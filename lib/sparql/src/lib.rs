//! The declarative backend of the registry search.
//!
//! A [FilterSelection](registry_model::FilterSelection) is translated into a SPARQL query by
//! injecting one generated [FilterClause] per constrained dimension into a [QueryTemplate]. The
//! query is run by a [SparqlExecutor] behind the [QueryExecutionAdapter], and the resulting
//! binding rows are assembled into entities by [DeclarativeQuerySearch].

mod assemble;
mod backend;
mod clause;
pub mod executor;
mod template;

pub use assemble::assemble_entities;
pub use backend::{facet_options_from_rows, DeclarativeQuerySearch};
pub use clause::{filter_clauses, render_clauses, sanitize_variable_token, FilterClause};
pub use executor::{
    BindingRow, FileSparqlExecutor, HttpSparqlExecutor, QueryExecutionAdapter, SparqlExecutor,
};
pub use template::{build_query, dataservice_facets_query, QueryTemplate, FILTER_MARKER};
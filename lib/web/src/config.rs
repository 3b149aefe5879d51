use registry::Registry;

/// Holds the configuration for a registry web server.
pub struct ServerConfig {
    /// The registry that answers the searches.
    pub registry: Registry,
    /// The IP address or DNS name that the socket binds to.
    pub bind: String,
    /// Whether CORS is enabled.
    pub cors: bool,
}
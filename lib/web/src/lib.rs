use axum::routing::{get, post};
use axum::Router;
use registry::Registry;
use tower_http::trace::TraceLayer;

mod config;
mod error;
mod services;

pub use config::ServerConfig;
pub use error::RegistryServerError;
pub use services::FilterRequest;

#[derive(Clone)]
pub struct AppState {
    pub registry: Registry,
}

pub async fn serve(config: ServerConfig) -> anyhow::Result<()> {
    let app = create_router(AppState {
        registry: config.registry,
    });
    let app = if config.cors {
        app.layer(tower_http::cors::CorsLayer::permissive())
    } else {
        app
    };

    let listener = tokio::net::TcpListener::bind(config.bind.as_str()).await?;
    tracing::info!(addr = %listener.local_addr()?, "Listening");
    Ok(axum::serve(listener, app).await?)
}

pub fn create_router(state: AppState) -> Router {
    Router::new()
        .route("/services", get(services::handle_services_get))
        .route("/services/filter", post(services::handle_services_filter))
        .route("/facets", get(services::handle_facets_get))
        .with_state(state)
        .layer(TraceLayer::new_for_http())
}
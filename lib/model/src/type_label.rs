/// Turns a type identifier into a human-readable label.
///
/// Everything up to (and including) the last `:` or `/` is stripped, as long as something remains
/// after it. Then a space is inserted in front of every ASCII capital letter and the result is
/// trimmed.
///
/// ```
/// use registry_model::normalize_type_label;
///
/// assert_eq!(normalize_type_label("dcat:DataService"), "Data Service");
/// assert_eq!(normalize_type_label("SomeCPP"), "Some C P P");
/// ```
///
/// Consecutive capitals are split one by one, so acronyms are spelled out letter by letter.
pub fn normalize_type_label(raw: &str) -> String {
    let local_name = match raw.rfind(|c: char| c == ':' || c == '/') {
        Some(idx) if idx + 1 < raw.len() => &raw[idx + 1..],
        _ => raw,
    };

    let mut label = String::with_capacity(local_name.len() + 4);
    for c in local_name.chars() {
        if c.is_ascii_uppercase() {
            label.push(' ');
        }
        label.push(c);
    }
    label.trim().to_owned()
}
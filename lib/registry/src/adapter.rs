use registry_model::vocab::compact_iri;
use registry_model::{normalize_type_label, Entity};
use serde::Serialize;

/// An entity reshaped for generic display: its identifier, title and description, and its
/// remaining attributes as labelled property groups.
#[derive(Clone, Debug, PartialEq, Eq, Serialize)]
#[serde(rename_all = "camelCase")]
pub struct ServiceWithProperties {
    pub service_uri: String,
    pub title: Option<String>,
    pub description: Option<String>,
    pub properties: Vec<GroupedProperty>,
}

/// All values of one property of an entity.
#[derive(Clone, Debug, PartialEq, Eq, Serialize)]
#[serde(rename_all = "camelCase")]
pub struct GroupedProperty {
    /// The property identifier as a prefixed name, e.g. `dct:publisher`.
    pub prop_uri: String,
    pub prop_label: String,
    pub values: Vec<PropertyValue>,
}

#[derive(Clone, Debug, PartialEq, Eq, Serialize)]
#[serde(rename_all = "camelCase")]
pub struct PropertyValue {
    pub val: String,
    pub val_label: String,
}

/// Reshapes `entity` into property groups.
///
/// Attributes are visited in a fixed order: publisher, country, type, contact points with their
/// emails, endpoint, landing page, documentation and contained processes. Groups appear in the
/// order in which their first value is visited. Absent and empty values are skipped.
pub fn to_display_properties(entity: &Entity) -> ServiceWithProperties {
    let mut properties = PropertyGroups::default();

    if let Some(publisher) = &entity.publisher {
        properties.add("Publisher", "dct:publisher", publisher.name.as_deref(), None);
        properties.add(
            "Country",
            "vcard:country-name",
            publisher.country_name.as_deref(),
            None,
        );
    }

    if let Some(primary_type) = entity.primary_type() {
        let label = normalize_type_label(&compact_iri(primary_type));
        properties.add("Type", "rdf:type", Some(&label), None);
    }

    for contact in &entity.contact_point {
        properties.add(
            "Contact Point",
            "dcat:contactPoint",
            contact.full_name.as_deref(),
            None,
        );
        if let Some(email) = &contact.email {
            let display = email.strip_prefix("mailto:").unwrap_or(email);
            properties.add("Email", "vcard:hasEmail", Some(email), Some(display));
        }
    }

    properties.add(
        "Endpoint",
        "dcat:endpointURL",
        entity.endpoint_url.as_deref(),
        None,
    );
    properties.add(
        "Landing Page",
        "dcat:landingPage",
        entity.landing_page.as_deref(),
        None,
    );
    for documentation in &entity.documentation {
        properties.add("Documentation", "foaf:page", Some(documentation), None);
    }

    for process in &entity.contains_process {
        let label = process.display_label();
        properties.add(
            "Contains Process",
            "obo:BFO_0000067",
            Some(process.link()),
            Some(&label),
        );
    }

    ServiceWithProperties {
        service_uri: entity.id.clone(),
        title: entity.title.clone(),
        description: entity.description.clone(),
        properties: properties.0,
    }
}

#[derive(Default)]
struct PropertyGroups(Vec<GroupedProperty>);

impl PropertyGroups {
    fn add(&mut self, label: &str, uri: &str, value: Option<&str>, display: Option<&str>) {
        let Some(value) = value.filter(|value| !value.is_empty()) else {
            return;
        };

        let index = match self.0.iter().position(|group| group.prop_label == label) {
            Some(index) => index,
            None => {
                self.0.push(GroupedProperty {
                    prop_uri: uri.to_owned(),
                    prop_label: label.to_owned(),
                    values: Vec::new(),
                });
                self.0.len() - 1
            }
        };
        self.0[index].values.push(PropertyValue {
            val: value.to_owned(),
            val_label: display.unwrap_or(value).to_owned(),
        });
    }
}
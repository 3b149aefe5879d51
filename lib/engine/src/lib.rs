//! The in-memory backend of the registry search.
//!
//! The [EntityGraphStore] loads the entity collection once and shares it read-only. The
//! [InMemorySearch] backend evaluates a [FilterSelection](registry_model::FilterSelection) against
//! it with [matches] and computes the facet counts of the result with [aggregate].

mod aggregate;
mod filter;
mod search;
mod store;

pub use aggregate::{aggregate, aggregate_all};
pub use filter::matches;
pub use search::InMemorySearch;
pub use store::{EntityGraph, EntityGraphStore, EntitySource, DEFAULT_TYPE_MARKERS};
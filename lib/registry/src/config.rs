use registry_sparql::executor::DEFAULT_QUERY_TIMEOUT;
use std::path::PathBuf;
use std::time::Duration;

/// The entity document read by the in-memory backend if nothing else is configured.
pub const DEFAULT_DATA_FILE: &str = "static/registry-data.json";

/// The environment variable holding the SPARQL endpoint of the declarative backend.
pub const SPARQL_ENDPOINT_ENV: &str = "SPARQL_ENDPOINT";

/// The SPARQL endpoint used if [SPARQL_ENDPOINT_ENV] is not set.
pub const DEFAULT_SPARQL_ENDPOINT: &str = "http://localhost:3030/registry/sparql";

/// Holds the configuration of a [Registry](crate::Registry).
#[derive(Clone, Debug, Default, PartialEq, Eq)]
pub struct RegistryConfig {
    /// Which backend evaluates searches.
    pub backend: BackendConfig,
}

/// Selects and configures the search backend.
#[derive(Clone, Debug, PartialEq, Eq)]
pub enum BackendConfig {
    /// Filter a JSON entity document in memory.
    InMemory {
        /// The entity document.
        data_file: PathBuf,
    },
    /// Generate SPARQL queries and run them against `sources`.
    ///
    /// If every source is an `http://` or `https://` URL, the sources are queried as SPARQL
    /// endpoints. Otherwise they are read as local RDF files.
    DeclarativeQuery {
        sources: Vec<String>,
        /// Overrides the embedded details query template.
        template: Option<PathBuf>,
        /// Bounds every query execution.
        timeout: Duration,
    },
}

impl BackendConfig {
    /// Configures the in-memory backend over `data_file`.
    pub fn in_memory(data_file: impl Into<PathBuf>) -> Self {
        Self::InMemory {
            data_file: data_file.into(),
        }
    }

    /// Configures the declarative backend over `sources` with the embedded template.
    pub fn declarative(sources: impl IntoIterator<Item = impl Into<String>>) -> Self {
        Self::DeclarativeQuery {
            sources: sources.into_iter().map(Into::into).collect(),
            template: None,
            timeout: DEFAULT_QUERY_TIMEOUT,
        }
    }

    /// Configures the declarative backend over the endpoint named by [SPARQL_ENDPOINT_ENV], or
    /// [DEFAULT_SPARQL_ENDPOINT].
    pub fn declarative_from_env() -> Self {
        let endpoint = std::env::var(SPARQL_ENDPOINT_ENV)
            .ok()
            .filter(|endpoint| !endpoint.is_empty())
            .unwrap_or_else(|| DEFAULT_SPARQL_ENDPOINT.to_owned());
        Self::declarative([endpoint])
    }
}

impl Default for BackendConfig {
    fn default() -> Self {
        Self::in_memory(DEFAULT_DATA_FILE)
    }
}

pub(crate) fn is_endpoint(source: &str) -> bool {
    source.starts_with("http://") || source.starts_with("https://")
}
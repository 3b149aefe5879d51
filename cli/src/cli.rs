use anyhow::anyhow;
use clap::{Args as ClapArgs, Parser, Subcommand, ValueHint};
use registry::{BackendConfig, DEFAULT_DATA_FILE, SPARQL_ENDPOINT_ENV};
use std::path::PathBuf;
use std::time::Duration;

#[derive(Parser)]
#[command(about, version, name = "registry")]
/// Faceted search over a registry of data services
pub struct Args {
    #[command(flatten)]
    pub backend: BackendArgs,
    #[command(subcommand)]
    pub command: Command,
}

/// Selects the search backend. Without a SPARQL source the entity document is searched in memory.
#[derive(ClapArgs)]
pub struct BackendArgs {
    /// The JSON entity document searched in memory
    #[arg(
        long,
        global = true,
        env = "REGISTRY_DATA_FILE",
        default_value = DEFAULT_DATA_FILE,
        value_hint = ValueHint::FilePath
    )]
    pub data_file: PathBuf,
    /// SPARQL endpoints or local RDF files to run generated queries against
    ///
    /// Setting a source switches to the SPARQL backend. Endpoints are given as http(s) URLs.
    #[arg(long, global = true, env = SPARQL_ENDPOINT_ENV, value_delimiter = ',', value_hint = ValueHint::Url)]
    pub sparql_source: Vec<String>,
    /// A file holding the details query template, replacing the embedded one
    #[arg(long, global = true, value_hint = ValueHint::FilePath)]
    pub template: Option<PathBuf>,
    /// The maximum duration of a single query, in seconds
    #[arg(long, global = true, default_value_t = 60)]
    pub timeout_secs: u64,
}

impl BackendArgs {
    pub fn to_config(&self) -> BackendConfig {
        if self.sparql_source.is_empty() {
            BackendConfig::in_memory(&self.data_file)
        } else {
            BackendConfig::DeclarativeQuery {
                sources: self.sparql_source.clone(),
                template: self.template.clone(),
                timeout: self.timeout(),
            }
        }
    }

    pub fn timeout(&self) -> Duration {
        Duration::from_secs(self.timeout_secs)
    }
}

#[derive(Subcommand)]
pub enum Command {
    /// Start the registry HTTP server
    Serve {
        /// Host and port to listen to
        #[arg(short, long, default_value = "localhost:7878", value_hint = ValueHint::Hostname)]
        bind: String,
        /// Allows cross-origin requests
        #[arg(long)]
        cors: bool,
    },
    /// Search the registry and print the matching services with their facets as JSON
    Search {
        /// A filter like "Publisher=Org A"
        ///
        /// Values of the same dimension are alternatives, different dimensions must all match.
        /// Filters on unknown dimensions are skipped with a warning.
        #[arg(short, long, value_parser = parse_filter)]
        filter: Vec<(String, String)>,
    },
    /// Run a SPARQL query and print its binding rows as JSON
    Query {
        /// The query text, or the path of a file ending with ".rq"
        query: String,
        /// SPARQL endpoints or local RDF files to query
        ///
        /// By default the SPARQL sources of the backend are used.
        #[arg(long, value_hint = ValueHint::AnyPath)]
        source: Vec<String>,
    },
}

fn parse_filter(filter: &str) -> anyhow::Result<(String, String)> {
    let (dimension, value) = filter
        .split_once('=')
        .ok_or_else(|| anyhow!("Expected DIMENSION=VALUE, found '{filter}'"))?;
    Ok((dimension.trim().to_owned(), value.trim().to_owned()))
}
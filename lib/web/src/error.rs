use axum::http::StatusCode;
use axum::response::{IntoResponse, Response};
use registry::error::RegistryError;

#[derive(thiserror::Error, Debug)]
pub enum RegistryServerError {
    #[error("Bad request: {0}")]
    BadRequest(String),
    #[error(transparent)]
    Registry(#[from] RegistryError),
}

impl RegistryServerError {
    pub fn status(&self) -> StatusCode {
        match self {
            RegistryServerError::BadRequest(_) => StatusCode::BAD_REQUEST,
            RegistryServerError::Registry(error) => registry_error_status(error),
        }
    }
}

/// Maps a failed search to the status code of its response.
pub fn registry_error_status(error: &RegistryError) -> StatusCode {
    match error {
        RegistryError::QueryBuild(_) => StatusCode::BAD_REQUEST,
        RegistryError::QueryExecution(_) => StatusCode::BAD_GATEWAY,
        _ => StatusCode::SERVICE_UNAVAILABLE,
    }
}

impl IntoResponse for RegistryServerError {
    fn into_response(self) -> Response {
        (self.status(), self.to_string()).into_response()
    }
}
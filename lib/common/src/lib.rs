mod backend;
pub mod error;

pub use backend::{FacetSearchBackend, SearchResult};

# [Task brief]
Give the count of lines in the data above that hold the string "push", with no additional words.

# [Response]
4